Description
Modifications of culture conditions determine tumorigenicity in early passage patient-derived human glioblastoma cell lines
Carl Friedrich Classen, Doreen William, Madlin Walther
University Children’s Hospital Rostock, Ernst Heydemann-Str. 8, D-18057 Rostock, Germany
In contrast to most other malignant diseases, particularly in children, glioblastoma multiforma still is a lethal diagnosis for most of the patients. Operation and radiotherapy are very effective to reduce the tumor burden, however, a strong adjuvant treatment is lacking. To target glioblastoma cells more effectively, it is important to analyze tumor cell behavior in appropriate models. We studied cell lines established from individual glioblastoma patients focusing on tumorigenicity and gene expression profiles upon different culture conditions, including classical cell culture (with 10% fetal calf serum) and cancer stem cell culture (serum free, supplemented with growth factors), both as adherent or spheroid culture, and we analysed the effect of continuous treatment with the cytostatic drug temozolomide (50µM).

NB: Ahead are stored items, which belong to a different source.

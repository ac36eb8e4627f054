//! Idempotency tokens for mutating requests
//!
//! A token is bound to one `(operation, resource)` scope, e.g.
//! `cancelPayment.<paymentId>`. Retries of the same logical attempt reuse the
//! token; once the server confirms the operation the token is cleared, so the
//! next attempt is a new logical operation with a fresh token.

use crate::storage::SessionStorage;
use crate::types::constants::CANCEL_PAYMENT_OPERATION;
use crate::Result;
use rand::RngCore;
use std::sync::Arc;
use tokio::sync::Mutex;

/// Storage key prefix for idempotency tokens
const KEY_PREFIX: &str = "idempotency:";

/// Build the scope key for an operation on a resource
pub fn scope_key(operation: &str, resource_id: &str) -> String {
    format!("{}.{}", operation, resource_id)
}

/// Scope key used for cancelling a payment
pub fn cancel_scope(payment_id: &str) -> String {
    scope_key(CANCEL_PAYMENT_OPERATION, payment_id)
}

/// Generate a 128-bit random token, hex encoded
pub fn generate_token() -> String {
    let mut bytes = [0u8; 16];
    rand::thread_rng().fill_bytes(&mut bytes);
    hex::encode(bytes)
}

/// Issues and persists idempotency tokens
///
/// `get_or_create` and `clear` are the only mutations. Both are serialized, so
/// two callers racing on the same scope always observe one token.
#[derive(Clone)]
pub struct IdempotencyKeyStore {
    storage: Arc<dyn SessionStorage>,
    lock: Arc<Mutex<()>>,
}

impl std::fmt::Debug for IdempotencyKeyStore {
    fn fmt(&self, f: &mut std::fmt::Formatter<'_>) -> std::fmt::Result {
        f.debug_struct("IdempotencyKeyStore")
            .field("storage", &"<session storage>")
            .finish()
    }
}

impl IdempotencyKeyStore {
    /// Create a store over the given storage backend
    pub fn new(storage: Arc<dyn SessionStorage>) -> Self {
        Self {
            storage,
            lock: Arc::new(Mutex::new(())),
        }
    }

    fn storage_key(scope: &str) -> String {
        format!("{}{}", KEY_PREFIX, scope)
    }

    /// Return the token for `scope`, creating and persisting one if absent
    pub async fn get_or_create(&self, scope: &str) -> Result<String> {
        let _guard = self.lock.lock().await;
        let key = Self::storage_key(scope);

        if let Some(token) = self.storage.get(&key).await? {
            tracing::debug!(scope, "Reusing idempotency token");
            return Ok(token);
        }

        let token = generate_token();
        self.storage.set(&key, &token).await?;
        tracing::debug!(scope, "Issued new idempotency token");
        Ok(token)
    }

    /// Look up the token for `scope` without creating one
    pub async fn peek(&self, scope: &str) -> Result<Option<String>> {
        self.storage.get(&Self::storage_key(scope)).await
    }

    /// Remove the token for `scope` once the operation is confirmed
    pub async fn clear(&self, scope: &str) -> Result<()> {
        let _guard = self.lock.lock().await;
        self.storage.remove(&Self::storage_key(scope)).await?;
        tracing::debug!(scope, "Cleared idempotency token");
        Ok(())
    }
}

First results showed that, in consistency with the cancer stem cell hypothesis, cells cultivated upon stem cell culture conditions displayed an increased tumorigenicity in vitro, as compared to their respective serum culture counterparts. Cells cultivated as spheroids achieved a more stem-like phenotype than adherent cells; and similar effects were observed after treatment with temozolomide (50µM). Doxycycline is a polycyclic antibiotic, inhibiting protein biosynthesis by binding to the small subunit (30S) of bacterial ribosomes. Since it acts similarly on the 28S subunit of mitochondrial ribosomes, which could be a critical part in the metabolism of stem-like cells, we studied it in our temozolomide-induced tumorigenicity model. Interestingly, doxycycline reversed the effects of temozolomide. In summary, we found that by numerous modifications of growth conditions, the stem-like phenotype and tumorigenicity of glioblastoma cells may be influenced, thus opening new options for a targeted approach in glioblastoma therapy.